Il faudrait plusieurs chroniques pour examiner ces problèmes
d’actualité plus ou moins aiguë, mais le seul fait que ces problèmes soient
posés montre que la réaction ne saurait tarder à se manifester dans les sens
les plus divers. Il est d’ailleurs utile de rappeler que, inconsciemment
parfois, mais souvent aussi sous l’empire de réflexions profondes ajustées par
le temps, les agriculteurs ont réagi depuis bien longtemps dans des sens
variés.
Par exemple, on publie des photographies, des dessins
empruntés aux U. S. A. indiquant le sens dans lequel on doit labourer
les terrains en pente. Ce sujet faisait l’objet et fait encore l’objet d’un
chapitre du Cours d’Agriculture de Grignon. Interviennent à ce propos la pente
plus ou moins forte du terrain, le degré de perméabilité. On concluait en
abondant dans le sens des praticiens, en recommandant de diriger les sillons
suivant les courbes de niveau, afin de ne pas marquer le sens normal de
l’écoulement des eaux suivant la pente. En raison des genres de charrues
employées et de la traction demandée, suivant que la bande de terre est versée
dans le sens de la pente ou en remontant la pente, on recommande de relever la
terre chaque fois que les labours sont moins urgents, afin de permettre aux attelages
de se reposer un peu. La décision est plus facile avec les moyens mécaniques.
Pour que le terrain s’égoutte mieux lorsqu’il y a plus ou moins
d’imperméabilité, on ajoute de décaler légèrement le sens des sillons pour
obtenir un léger écoulement latéral ou bien encore de tracer, s’il s’agit de
labours pour l’hiver, quelques sillons légèrement obliques, ce qui revient au
même.
Quand on parle de remonter la terre, on ne peut pas oublier
les cultures en terrasses soutenues par des murs quelquefois, des talus de
terre ailleurs ; ainsi sont constitués des séries de petits champs de
dimensions variées que l’on entretient avec le plus grand soin ; la valeur
des produits tirés du sol influe justement sur l’intérêt porté à la solidité
des barrages ; la vigne ou même des cultures maraîchères acceptent le
maximum de soins. On pourrait même établir un rapprochement entre l’abandon
plus ou moins rapide des terrasses, soit en les voyant conservés ou en ruines,
soit en connaissant le degré d’exode ou de maintien des populations.

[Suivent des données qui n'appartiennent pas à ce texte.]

//! Page window computation.
//!
//! Given the current page, the page size, the collection size and the
//! maximum number of page links, decides which page numbers are shown and
//! which first/previous/next/last shortcuts are needed.

use serde::{Deserialize, Serialize};
use utoipa::ToSchema;

/// Default number of page links shown at once.
pub const DEFAULT_MAX_PAGES: i64 = 5;

/// Upper bound on the number of page links in one window. Larger
/// `max_window_size` values are clamped to it.
pub const MAX_WINDOW_LIMIT: i64 = 50;

/// Inputs of a window computation.
///
/// Values are signed so that degenerate input (zero or negative) can be
/// passed straight through; it yields an empty window rather than an error.
#[derive(Debug, Clone, Copy, PartialEq, Eq, Serialize, Deserialize, ToSchema)]
pub struct PaginationState {
    /// 1-based page the user is on. Not validated against `total_pages`.
    pub current_page: i64,
    pub items_per_page: i64,
    pub total_items: i64,
    /// Maximum number of page links in the window, capped at
    /// [`MAX_WINDOW_LIMIT`].
    pub max_window_size: i64,
}

impl PaginationState {
    pub fn new(current_page: i64, items_per_page: i64, total_items: i64) -> Self {
        Self {
            current_page,
            items_per_page,
            total_items,
            max_window_size: DEFAULT_MAX_PAGES,
        }
    }

    pub fn with_max_window_size(mut self, max_window_size: i64) -> Self {
        self.max_window_size = max_window_size;
        self
    }

    /// Number of pages needed for `total_items`, or 0 when the page size is
    /// not positive.
    pub fn total_pages(&self) -> i64 {
        if self.items_per_page <= 0 || self.total_items <= 0 {
            return 0;
        }
        let full = self.total_items / self.items_per_page;
        if self.total_items % self.items_per_page == 0 {
            full
        } else {
            full + 1
        }
    }

    /// Computes the window for this state. See [`compute_window`].
    pub fn window(&self) -> PageWindow {
        compute_window(self)
    }
}

/// Result of a window computation.
#[derive(Debug, Clone, Default, PartialEq, Eq, Serialize, Deserialize, ToSchema)]
pub struct PageWindow {
    /// Ascending, contiguous page numbers to show as links.
    pub pages: Vec<i64>,
    pub show_first: bool,
    pub show_prev: bool,
    pub show_next: bool,
    pub show_last: bool,
    pub total_pages: i64,
}

impl PageWindow {
    fn empty(total_pages: i64) -> Self {
        Self {
            total_pages,
            ..Self::default()
        }
    }

    /// True when no pagination control should be rendered.
    pub fn is_empty(&self) -> bool {
        self.pages.is_empty()
    }

    pub fn first_page(&self) -> Option<i64> {
        self.pages.first().copied()
    }

    pub fn last_page(&self) -> Option<i64> {
        self.pages.last().copied()
    }

    pub fn contains(&self, page: i64) -> bool {
        matches!(
            (self.first_page(), self.last_page()),
            (Some(lo), Some(hi)) if lo <= page && page <= hi
        )
    }
}

/// Computes the bounded window of page links for `state`.
///
/// The window is centered on the current page when possible. Near the last
/// page it shifts left so that it stays `max_window_size` wide instead of
/// shrinking. An out-of-range `current_page` is used as-is. The window
/// never holds more than [`MAX_WINDOW_LIMIT`] pages.
pub fn compute_window(state: &PaginationState) -> PageWindow {
    if state.items_per_page <= 0 || state.total_items <= 0 || state.max_window_size <= 0 {
        return PageWindow::empty(0);
    }

    let total_pages = state.total_pages();
    if total_pages <= 1 {
        return PageWindow::empty(total_pages);
    }

    let max_pages = state.max_window_size.min(MAX_WINDOW_LIMIT);
    let half = max_pages / 2;
    let start = state.current_page.saturating_sub(half).max(1);
    let end = start.saturating_add(max_pages - 1).min(total_pages);
    let start_page = if end == total_pages {
        total_pages.saturating_sub(max_pages - 1).max(1)
    } else {
        start
    };

    PageWindow {
        pages: (start_page..=end).collect(),
        show_first: start_page != 1,
        show_prev: state.current_page > 1,
        show_next: state.current_page < total_pages,
        show_last: end != total_pages,
        total_pages,
    }
}
//! Serializes incoming session proposals into one user-facing decision at
//! a time. The approval UI is a singleton, so there is exactly one
//! `current` proposal globally and everything else waits in the backlog.

use std::collections::VecDeque;

use crate::config::BacklogOrder;
use crate::domain::{SessionProposal, TimestampMs};

#[derive(Debug, Clone, PartialEq, Eq)]
pub enum QueueState {
    Idle,
    AwaitingDecision {
        current: SessionProposal,
        surfaced_at_ms: TimestampMs,
    },
}

#[derive(Debug, Clone)]
pub struct ProposalQueue {
    state: QueueState,
    backlog: VecDeque<SessionProposal>,
    order: BacklogOrder,
}

impl ProposalQueue {
    pub fn new(order: BacklogOrder) -> Self {
        Self {
            state: QueueState::Idle,
            backlog: VecDeque::new(),
            order,
        }
    }

    pub fn state(&self) -> &QueueState {
        &self.state
    }

    pub fn current(&self) -> Option<&SessionProposal> {
        match &self.state {
            QueueState::Idle => None,
            QueueState::AwaitingDecision { current, .. } => Some(current),
        }
    }

    pub fn surfaced_at(&self) -> Option<TimestampMs> {
        match &self.state {
            QueueState::Idle => None,
            QueueState::AwaitingDecision { surfaced_at_ms, .. } => Some(*surfaced_at_ms),
        }
    }

    pub fn backlog_len(&self) -> usize {
        self.backlog.len()
    }

    pub fn is_idle(&self) -> bool {
        matches!(self.state, QueueState::Idle)
    }

    pub fn contains(&self, proposal_id: u64) -> bool {
        self.current().is_some_and(|p| p.id == proposal_id)
            || self.backlog.iter().any(|p| p.id == proposal_id)
    }

    /// Returns the proposal if it became current, `None` if it was queued.
    pub fn enqueue(&mut self, proposal: SessionProposal, now: TimestampMs) -> Option<SessionProposal> {
        match self.state {
            QueueState::Idle => {
                self.state = QueueState::AwaitingDecision {
                    current: proposal.clone(),
                    surfaced_at_ms: now,
                };
                Some(proposal)
            }
            QueueState::AwaitingDecision { .. } => {
                self.backlog.push_back(proposal);
                None
            }
        }
    }

    /// Clears the current proposal and promotes the next backlog entry.
    /// The caller must have sent a terminal outcome for the resolved one.
    pub fn resolve_current(&mut self, now: TimestampMs) -> Option<SessionProposal> {
        self.state = QueueState::Idle;
        let next = match self.order {
            BacklogOrder::Lifo => self.backlog.pop_back(),
            BacklogOrder::Fifo => self.backlog.pop_front(),
        }?;
        self.state = QueueState::AwaitingDecision {
            current: next.clone(),
            surfaced_at_ms: now,
        };
        Some(next)
    }
}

Le côté le plus passionnant concerne peut-être, pour la
France et même pour l’Afrique du Nord, l’appauvrissement en humus. Dans la
circonstance, toute la littérature agricole est mise à contribution et les
chapitres des ouvrages d’agronomie relatifs aux propriétés de l’humus sont
présentés aux lecteurs ou aux auditeurs. Je me contenterai de dire que la
richesse en humus est l’un des facteurs essentiels de la fertilité des sols.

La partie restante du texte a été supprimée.